Dettagli sull’attacco a Mosca: conteggi, vittime ed evacuazioni

Il sindaco della città, Sergei Sobyanin, ha comunicato su Telegram che le sue linee di difesa hanno abbattuto 186 droni entro i confini comunali. Parallelamente, il governatore della regione di Mosca, Andrei Vorobyev, ha dichiarato che l’intera area metropolitana ha neutralizzato 249 droni.

La differenza tra i due numeri riflette l’estensione dell’operazione, che ha interessato sia la zona urbana che le aree suburbane, provocando danni in diversi quartieri residenziali.

Evacuazioni e conseguenze immediate

Una terza zona colpita ha richiesto l’evacuazione di 400 cittadini a seguito di un incendio che ha minacciato la sicurezza del quartiere.

Le autorità hanno attivato tutti i protocolli di emergenza, con unità dei vigili del fuoco impegnate a domare le fiamme e a garantire la protezione della popolazione.

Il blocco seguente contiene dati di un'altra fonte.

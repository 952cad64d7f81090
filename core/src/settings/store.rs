//! Field-by-field persistence, export and import of [`ReaderSettings`].

use std::fmt;
use std::sync::Arc;

use chrono::{SecondsFormat, Utc};
use serde::{Deserialize, Serialize};
use serde_json::{Map, Value};
use tracing::{debug, info, warn};

use crate::error::{ImportError, InvalidSetting};
use crate::store::StorageBackend;

use super::{FIELD_NAMES, ReaderSettings};

/// Format version written into exported snapshots.
pub const SETTINGS_VERSION: &str = "1.0";

const STORAGE_PREFIX: &str = "reader.";

/// Exported settings: every field plus export metadata.
#[derive(Debug, Clone, PartialEq, Serialize, Deserialize)]
#[serde(rename_all = "camelCase")]
pub struct SettingsSnapshot {
    #[serde(flatten)]
    pub settings: ReaderSettings,
    pub export_date: String,
    pub version: String,
}

/// Owns the current settings and writes every change through to the backend.
pub struct SettingsStore {
    backend: Arc<dyn StorageBackend>,
    current: ReaderSettings,
}

impl fmt::Debug for SettingsStore {
    fn fmt(&self, f: &mut fmt::Formatter<'_>) -> fmt::Result {
        f.debug_struct("SettingsStore").field("current", &self.current).finish_non_exhaustive()
    }
}

impl SettingsStore {
    /// Load every field independently. A missing field keeps its default; a corrupt one is
    /// logged and keeps its default without affecting the others.
    pub fn open(backend: Arc<dyn StorageBackend>) -> Self {
        let mut current = ReaderSettings::default();
        for &field in FIELD_NAMES {
            let raw = match backend.get(&storage_key(field)) {
                Ok(Some(raw)) => raw,
                Ok(None) => continue,
                Err(err) => {
                    warn!(field, error = %err, "failed to read setting; using default");
                    continue;
                }
            };
            let loaded = serde_json::from_str::<Value>(&raw)
                .map_err(|err| InvalidSetting::new(field, err.to_string()))
                .and_then(|value| with_field(&current, field, value));
            match loaded {
                Ok(settings) => current = settings,
                Err(err) => warn!(field, error = %err, "stored setting is invalid; using default"),
            }
        }
        debug!("reader settings loaded");
        Self { backend, current }
    }

    pub fn get(&self) -> &ReaderSettings {
        &self.current
    }

    /// Apply `change` and persist the fields whose value changed. Returns their names.
    ///
    /// Invalid results are rejected as a whole and leave the store untouched.
    pub fn update(&mut self, change: impl FnOnce(&mut ReaderSettings)) -> Result<Vec<&'static str>, InvalidSetting> {
        let mut next = self.current.clone();
        change(&mut next);
        next.validate()?;
        Ok(self.commit(next))
    }

    /// Restore and persist every default.
    pub fn reset(&mut self) {
        let changed = self.commit(ReaderSettings::default());
        info!(changed = changed.len(), "reader settings reset to defaults");
    }

    pub fn export_all(&self) -> SettingsSnapshot {
        SettingsSnapshot {
            settings: self.current.clone(),
            export_date: Utc::now().to_rfc3339_opts(SecondsFormat::Millis, true),
            version: SETTINGS_VERSION.to_string(),
        }
    }

    pub fn export_json(&self) -> Result<String, ImportError> {
        Ok(serde_json::to_string_pretty(&self.export_all())?)
    }

    /// Merge a previously exported snapshot onto the current settings.
    ///
    /// Unknown fields and export metadata are ignored. Every known field is validated before
    /// anything is written; one invalid field rejects the whole import.
    pub fn import_all(&mut self, payload: &Value) -> Result<Vec<&'static str>, ImportError> {
        let object = payload.as_object().ok_or(ImportError::Malformed)?;
        let mut next = self.current.clone();
        for (name, value) in object {
            if !ReaderSettings::is_known_field(name) {
                if name != "exportDate" && name != "version" {
                    debug!(field = %name, "ignoring unknown setting in import");
                }
                continue;
            }
            next = with_field(&next, name, value.clone())?;
        }
        let changed = self.commit(next);
        info!(changed = changed.len(), "reader settings imported");
        Ok(changed)
    }

    pub fn import_json(&mut self, raw: &str) -> Result<Vec<&'static str>, ImportError> {
        let payload: Value = serde_json::from_str(raw)?;
        self.import_all(&payload)
    }

    fn commit(&mut self, next: ReaderSettings) -> Vec<&'static str> {
        let before = to_map(&self.current);
        let after = to_map(&next);
        let changed: Vec<&'static str> =
            FIELD_NAMES.iter().copied().filter(|field| before.get(*field) != after.get(*field)).collect();

        for field in &changed {
            let Some(value) = after.get(*field) else { continue };
            if let Err(err) = self.backend.set(&storage_key(field), &value.to_string()) {
                warn!(field, error = %err, "failed to persist setting");
            }
        }
        self.current = next;
        changed
    }
}

fn storage_key(field: &str) -> String {
    format!("{STORAGE_PREFIX}{field}")
}

fn to_map(settings: &ReaderSettings) -> Map<String, Value> {
    match serde_json::to_value(settings) {
        Ok(Value::Object(map)) => map,
        _ => Map::new(),
    }
}

/// `base` with one field replaced by `value`, type- and range-checked.
fn with_field(base: &ReaderSettings, field: &str, value: Value) -> Result<ReaderSettings, InvalidSetting> {
    let mut map = to_map(base);
    map.insert(field.to_string(), value);
    let settings: ReaderSettings =
        serde_json::from_value(Value::Object(map)).map_err(|err| InvalidSetting::new(field, err.to_string()))?;
    settings.validate()?;
    Ok(settings)
}

#[cfg(test)]
mod tests {
    use super::*;
    use crate::settings::EdgeTapBehavior;
    use crate::store::MemoryStorage;
    use serde_json::json;

    fn open(backend: &Arc<MemoryStorage>) -> SettingsStore {
        SettingsStore::open(Arc::clone(backend) as Arc<dyn StorageBackend>)
    }

    #[test]
    fn fresh_store_has_defaults() {
        let store = open(&Arc::new(MemoryStorage::new()));
        assert_eq!(store.get(), &ReaderSettings::default());
    }

    #[test]
    fn update_persists_only_changed_fields() {
        let backend = Arc::new(MemoryStorage::new());
        let mut store = open(&backend);

        let changed = store
            .update(|settings| {
                settings.font_size = 22.0;
                settings.page_mode = true;
                settings.show_pages = true;
            })
            .unwrap();

        assert_eq!(changed, vec!["fontSize", "pageMode"]);
        assert_eq!(backend.keys(), vec!["reader.fontSize", "reader.pageMode"]);
        assert_eq!(backend.get("reader.pageMode").unwrap().as_deref(), Some("true"));

        let reopened = open(&backend);
        assert_eq!(reopened.get().font_size, 22.0);
        assert!(reopened.get().page_mode);
    }

    #[test]
    fn invalid_update_is_rejected() {
        let backend = Arc::new(MemoryStorage::new());
        let mut store = open(&backend);
        let err = store.update(|settings| settings.dim_level = 95).unwrap_err();
        assert_eq!(err.field, "dimLevel");
        assert_eq!(store.get().dim_level, 0);
        assert!(backend.is_empty());
    }

    #[test]
    fn corrupt_field_falls_back_alone() {
        let backend = Arc::new(MemoryStorage::new());
        backend.set("reader.fontSize", "\"huge\"").unwrap();
        backend.set("reader.lineSpacing", "{broken").unwrap();
        backend.set("reader.leftEdgeTapBehavior", "\"chapter\"").unwrap();

        let store = open(&backend);
        assert_eq!(store.get().font_size, 18.0);
        assert_eq!(store.get().line_spacing, 1.6);
        assert_eq!(store.get().left_edge_tap_behavior, EdgeTapBehavior::Chapter);
    }

    #[test]
    fn export_carries_metadata() {
        let store = open(&Arc::new(MemoryStorage::new()));
        let exported: Value = serde_json::from_str(&store.export_json().unwrap()).unwrap();
        assert_eq!(exported["version"], "1.0");
        assert_eq!(exported["fontSize"], 18.0);
        assert!(exported["exportDate"].as_str().unwrap().ends_with('Z'));
    }

    #[test]
    fn import_merges_known_fields_onto_current_values() {
        let backend = Arc::new(MemoryStorage::new());
        let mut store = open(&backend);
        store.update(|settings| settings.page_mode = true).unwrap();

        let changed = store.import_all(&json!({ "unknownField": 1, "fontSize": 24, "version": "1.0" })).unwrap();

        assert_eq!(changed, vec!["fontSize"]);
        assert_eq!(store.get().font_size, 24.0);
        assert!(store.get().page_mode);
        assert_eq!(backend.get("unknownField").unwrap(), None);
        assert_eq!(backend.get("reader.unknownField").unwrap(), None);
    }

    #[test]
    fn invalid_import_changes_nothing() {
        let backend = Arc::new(MemoryStorage::new());
        let mut store = open(&backend);

        let err = store.import_all(&json!({ "fontSize": 20, "nightModeStartTime": "late" })).unwrap_err();
        assert!(matches!(err, ImportError::InvalidField(ref invalid) if invalid.field == "nightModeStartTime"));
        assert_eq!(store.get(), &ReaderSettings::default());
        assert!(backend.is_empty());

        assert!(matches!(store.import_all(&json!([1, 2])), Err(ImportError::Malformed)));
        assert!(matches!(store.import_json("not json"), Err(ImportError::Json(_))));
    }

    #[test]
    fn export_then_import_restores_settings() {
        let mut source = open(&Arc::new(MemoryStorage::new()));
        source.update(|settings| settings.night_mode_start_time = "21:30".into()).unwrap();
        let exported = source.export_json().unwrap();

        let mut target = open(&Arc::new(MemoryStorage::new()));
        target.import_json(&exported).unwrap();
        assert_eq!(target.get(), source.get());
    }

    #[test]
    fn reset_restores_defaults() {
        let backend = Arc::new(MemoryStorage::new());
        let mut store = open(&backend);
        store.update(|settings| settings.font_size = 30.0).unwrap();
        store.reset();
        assert_eq!(store.get(), &ReaderSettings::default());
        assert_eq!(open(&backend).get(), &ReaderSettings::default());
    }
}
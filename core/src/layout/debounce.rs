//! Trailing-edge debouncing for repagination requests.

use std::sync::Arc;
use std::sync::atomic::{AtomicU64, Ordering};
use std::time::Duration;

/// Hands out runs; only the most recently scheduled run is allowed to fire.
#[derive(Debug, Clone, Default)]
pub struct Debouncer {
    generation: Arc<AtomicU64>,
}

/// A scheduled run. Superseded as soon as another run is scheduled or the debouncer is cancelled.
#[derive(Debug)]
pub struct PendingRun {
    generation: Arc<AtomicU64>,
    ticket: u64,
    delay: Duration,
}

impl Debouncer {
    pub fn new() -> Self {
        Self::default()
    }

    pub fn schedule(&self, delay: Duration) -> PendingRun {
        let ticket = self.generation.fetch_add(1, Ordering::SeqCst) + 1;
        PendingRun { generation: Arc::clone(&self.generation), ticket, delay }
    }

    /// Supersede every outstanding run.
    pub fn cancel(&self) {
        self.generation.fetch_add(1, Ordering::SeqCst);
    }
}

impl PendingRun {
    pub fn is_current(&self) -> bool {
        self.generation.load(Ordering::SeqCst) == self.ticket
    }

    pub fn delay(&self) -> Duration {
        self.delay
    }

    /// Sleep out the delay. Returns `true` if this run is still the newest one afterwards.
    pub async fn wait(&self) -> bool {
        if !self.delay.is_zero() {
            tokio::time::sleep(self.delay).await;
        }
        self.is_current()
    }
}

/// Repagination delay for a reader sitting on `page_index`.
///
/// On the first page nothing has been read yet, so layout is redone immediately.
pub fn repagination_delay(base: Duration, page_index: usize) -> Duration {
    if page_index == 0 { Duration::ZERO } else { base }
}
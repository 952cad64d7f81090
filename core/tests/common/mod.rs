#![allow(dead_code)]

use std::collections::HashMap;
use std::sync::Arc;
use std::time::Duration;

use async_trait::async_trait;
use parking_lot::Mutex;
use reader_engine::error::{FetchError, MeasureError};
use reader_engine::{ChapterContent, ChapterKey, ContentService, LayoutMeasurementProvider, Typography};

pub const WORK: &str = "the-wandering-inn";
pub const SOURCE: &str = "royalroad";

pub fn key(chapter: u32) -> ChapterKey {
    ChapterKey::new(WORK, SOURCE, chapter)
}

/// In-memory chapter service with a fixed latency that counts every call.
#[derive(Default)]
pub struct FakeService {
    chapters: HashMap<u32, String>,
    latency: Duration,
    fetches: Mutex<Vec<ChapterKey>>,
    reads: Mutex<Vec<ChapterKey>>,
}

impl FakeService {
    /// Chapters `1..=count`, each with `paragraphs` numbered paragraphs.
    pub fn with_chapters(count: u32, paragraphs: usize) -> Self {
        let chapters = (1..=count)
            .map(|number| {
                let body = (1..=paragraphs).map(|p| format!("<p>Chapter {number}, paragraph {p}.</p>")).collect();
                (number, body)
            })
            .collect();
        Self { chapters, latency: Duration::from_millis(40), ..Self::default() }
    }

    pub fn fetches(&self) -> Vec<ChapterKey> {
        self.fetches.lock().clone()
    }

    pub fn fetch_count(&self, key: &ChapterKey) -> usize {
        self.fetches.lock().iter().filter(|fetched| *fetched == key).count()
    }

    pub fn reads(&self) -> Vec<ChapterKey> {
        self.reads.lock().clone()
    }
}

#[async_trait]
impl ContentService for FakeService {
    async fn fetch_chapter(&self, key: &ChapterKey) -> Result<ChapterContent, FetchError> {
        self.fetches.lock().push(key.clone());
        tokio::time::sleep(self.latency).await;
        let body = self.chapters.get(&key.chapter_number).ok_or_else(|| FetchError::NotFound(key.clone()))?;
        let last = self.chapters.len() as u32;
        Ok(ChapterContent {
            key: key.clone(),
            title: format!("Chapter {}", key.chapter_number),
            body: body.clone(),
            prev_chapter: (key.chapter_number > 1).then(|| key.chapter_number - 1),
            next_chapter: (key.chapter_number < last).then(|| key.chapter_number + 1),
            asset_base_path: format!("/static/{WORK}/{SOURCE}"),
        })
    }

    async fn report_chapter_read(&self, key: &ChapterKey) -> Result<(), FetchError> {
        self.reads.lock().push(key.clone());
        Ok(())
    }
}

/// Each `<p>` is 100px tall and each `<img>` 1000px, regardless of typography.
#[derive(Debug, Clone, Copy, Default)]
pub struct TagHeights;

impl LayoutMeasurementProvider for TagHeights {
    fn measure_height(&self, markup: &str, _: &Typography, _: f32) -> Result<f32, MeasureError> {
        let paragraphs = markup.matches("<p>").count() as f32;
        let images = markup.matches("<img").count() as f32;
        Ok(paragraphs * 100.0 + images * 1000.0)
    }
}

pub fn shared(service: FakeService) -> Arc<FakeService> {
    Arc::new(service)
}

Impatto sull’infrastruttura critica: raffineria e aeroporti

Tra le strutture danneggiate, la raffineria di petrolio di Mosca ha subito un colpo significativo: un impianto interno è stato gravemente compromesso, sebbene le autorità non abbiano segnalato ulteriori vittime immediate. Questo attacco rende nuovamente evidente la vulnerabilità di infrastrutture strategiche in tempo di guerra.

Nel settore dei trasporti, due dei quattro aeroporti che servono la capitale hanno sospeso le operazioni a causa del pericolo aereo e dei danni subiti. Le chiusure hanno limitato il traffico aereo e hanno reso difficile l’arrivo di rinforzi e aiuti logistici, accentuando la pressione sulle autorità locali.

Il contesto elettorale: voto nella notte dell’attacco

Nonostante la crisi, le autorità hanno invitato i cittadini a recarsi alle urne per il terzo e ultimo giorno delle elezioni parlamentari. Sobyanin ha definito l’operazione “senza precedenti” e ha sostenuto che l’attacco era stato pianificato per perturbare il processo elettorale. Secondo le dichiarazioni del sindaco, il nemico non è riuscito nel suo intento, poiché il voto è proseguito secondo le tempistiche stabilite.

Le autorità elettorali hanno garantito la sicurezza dei seggi, con misure aggiuntive di protezione e la presenza di forze di ordine per gestire eventuali disordini. La partecipazione popolare, infatti, è stata considerata un segnale di resilienza contro le pressioni esterne.